(Dataset excerpts)
= = =
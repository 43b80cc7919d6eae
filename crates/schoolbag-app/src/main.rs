//! `schoolbagd`: runs the smart school bag until interrupted.

use anyhow::{Context, Result};
use schoolbag_app::{AppConfig, Devices, Supervisor};
use schoolbag_content::{ContentEvent, ContentReconciler};
use schoolbag_core::{LocalClock, VERSION};
use schoolbag_storage::SettingsStore;
use tokio::signal;
use tokio::sync::broadcast::error::RecvError;
use tracing::{info, warn};
use tracing_subscriber::EnvFilter;

#[tokio::main]
async fn main() -> Result<()> {
    tracing_subscriber::fmt()
        .with_env_filter(EnvFilter::try_from_default_env().unwrap_or_else(|_| EnvFilter::new("info")))
        .init();

    let config = AppConfig::from_env().context("Invalid configuration")?;
    info!(
        "schoolbagd {} starting, data in {}",
        VERSION,
        config.store.data_dir.display()
    );

    let store = SettingsStore::open(config.store.clone()).context("Failed to open data directory")?;
    let settings = store.load_or_default();
    let pending = store.load_pending_or_default();
    info!(
        "{} registered tags, {} awaiting registration",
        settings.tags.len(),
        pending.tags.len()
    );
    let reconciler = ContentReconciler::new(settings, pending, store, LocalClock);

    let devices = if config.mock_hardware {
        info!("Using mock peripherals");
        Devices::mock(config.engine.pixel_count).0
    } else {
        warn!("No peripheral drivers available, running detached");
        Devices::detached()
    };

    let supervisor = Supervisor::new(config, devices).start(reconciler);
    let mut events = supervisor.subscribe();

    loop {
        tokio::select! {
            result = signal::ctrl_c() => {
                result.context("Failed to listen for Ctrl-C")?;
                info!("Interrupted");
                break;
            }
            event = events.recv() => match event {
                Ok(event) => log_event(&event),
                Err(RecvError::Lagged(missed)) => warn!("Missed {} content events", missed),
                Err(RecvError::Closed) => break,
            },
        }
    }

    let report = supervisor.shutdown().await;
    if report.panicked > 0 {
        anyhow::bail!("{} tasks panicked", report.panicked);
    }
    Ok(())
}

fn log_event(event: &ContentEvent) {
    match event {
        ContentEvent::RegistrationRequested(id) => {
            info!("Tag {} is not registered yet", id)
        }
        ContentEvent::Reconciled(reconciliation) => info!(
            "{} items to pack, {} to remove",
            reconciliation.to_insert.len(),
            reconciliation.to_remove.len()
        ),
        ContentEvent::BagPacked => info!("Bag is packed for today"),
        _ => {}
    }
}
= = =
## What the exercise asks
Begin with the line that contains "is not registered" and end with the last line of the records; set down every line in that span exactly, and nothing else.

## Answer box
            info!("Tag {} is not registered yet", id)
        }
        ContentEvent::Reconciled(reconciliation) => info!(
            "{} items to pack, {} to remove",
            reconciliation.to_insert.len(),
            reconciliation.to_remove.len()
        ),
        ContentEvent::BagPacked => info!("Bag is packed for today"),
        _ => {}
    }
}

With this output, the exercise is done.